Reservation

From Britannica 11th Edition (1911)

Reservation (Lat. reservare, to keep back), the act or action of keeping back or withholding something. There are some technical uses of the term. In English law "reservation" is used of the retention by the vendor or lessor, in a conveyance or lease, of some right or interest, which without such reservation would have passed to the purchaser or tenant; such "reservations" usually are concerned with rights of way or other easements or sporting rights. In ecclesiastical usage, the term is applied to the practice of preserving unconsumed a portion of the consecrated elements after the celebration of the Eucharist. For the history of this practice and its usage in the Roman, Greek and English churches, see Eucharist,§ Reservation of the Eucharist.

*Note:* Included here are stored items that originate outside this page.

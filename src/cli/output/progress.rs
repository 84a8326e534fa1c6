//! Spinners shown while a turn is running.
//!
//! Spinners draw to stderr, so JSON written to stdout stays parseable.

use indicatif::{ProgressBar, ProgressDrawTarget, ProgressStyle};
use std::time::Duration;

const SPINNER_TEMPLATE: &str = "[{elapsed_precise}] {spinner:.green} {msg}";
const SPINNER_CHARS: &str = "⠋⠙⠹⠸⠼⠴⠦⠧⠇⠏";

/// Create a spinner for indeterminate operations
///
/// # Example
/// ```
/// use codecanvas::cli::output::progress::create_spinner;
///
/// let spinner = create_spinner();
/// spinner.set_message("Thinking...");
/// spinner.finish_with_message("Done");
/// ```
pub fn create_spinner() -> ProgressBar {
    let spinner = ProgressBar::new_spinner();
    let style = ProgressStyle::with_template(SPINNER_TEMPLATE)
        .unwrap_or_else(|_| ProgressStyle::default_spinner())
        .tick_chars(SPINNER_CHARS);
    spinner.set_style(style);
    spinner.enable_steady_tick(Duration::from_millis(80));
    spinner
}

/// Create a spinner with a custom message
pub fn create_spinner_with_message(message: impl Into<String>) -> ProgressBar {
    let spinner = create_spinner();
    spinner.set_message(message.into());
    spinner
}

/// Spinner that never draws, used in JSON mode.
pub fn hidden_spinner() -> ProgressBar {
    let spinner = ProgressBar::new_spinner();
    spinner.set_draw_target(ProgressDrawTarget::hidden());
    spinner
}

/// Spinner for a command: visible on a terminal, hidden for JSON output.
pub fn spinner_for(json_mode: bool, message: impl Into<String>) -> ProgressBar {
    if json_mode {
        let spinner = hidden_spinner();
        spinner.set_message(message.into());
        spinner
    } else {
        create_spinner_with_message(message)
    }
}

/// Extension trait for ProgressBar to add common utility methods
pub trait ProgressBarExt {
    /// Finish with a success message (green checkmark)
    fn finish_success(&self, message: impl Into<String>);

    /// Finish with a warning message (yellow !)
    fn finish_warning(&self, message: impl Into<String>);
}

impl ProgressBarExt for ProgressBar {
    fn finish_success(&self, message: impl Into<String>) {
        self.finish_with_message(format!("✓ {}", message.into()));
    }

    fn finish_warning(&self, message: impl Into<String>) {
        self.finish_with_message(format!("! {}", message.into()));
    }
}

#[cfg(test)]
mod tests {
    use super::*;

    #[test]
    fn test_create_spinner_with_message() {
        let spinner = create_spinner_with_message("Classifying");
        assert_eq!(spinner.message(), "Classifying");
        spinner.finish();
    }

    #[test]
    fn test_json_mode_spinner_is_hidden() {
        let spinner = spinner_for(true, "Thinking");
        assert!(spinner.is_hidden());
        spinner.finish_success("done");
        assert_eq!(spinner.message(), "✓ done");
    }

    #[test]
    fn test_finish_warning_prefixes_message() {
        let spinner = hidden_spinner();
        spinner.finish_warning("degraded");
        assert_eq!(spinner.message(), "! degraded");
    }
}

In the Roman Church, where the pope retains for himself the right to nominate to certain benefices, that action is termed, technically, "reservation." When in making a statement, taking an oath, &c., a person qualifies that statement in his mind, or withholds some fact, word or expression which, if expressed, would materially alter the effect of his statement or oath, such qualification is termed a "mental reservation," or, in the technical language of casuistry, "mental restriction" (see Liguori). The system of providing special tracts of land exclusively for the tribes of American Indians, adopted in the United States of America and in Canada, is known as the Reservation system, and such tracts are styled Indian Reservations.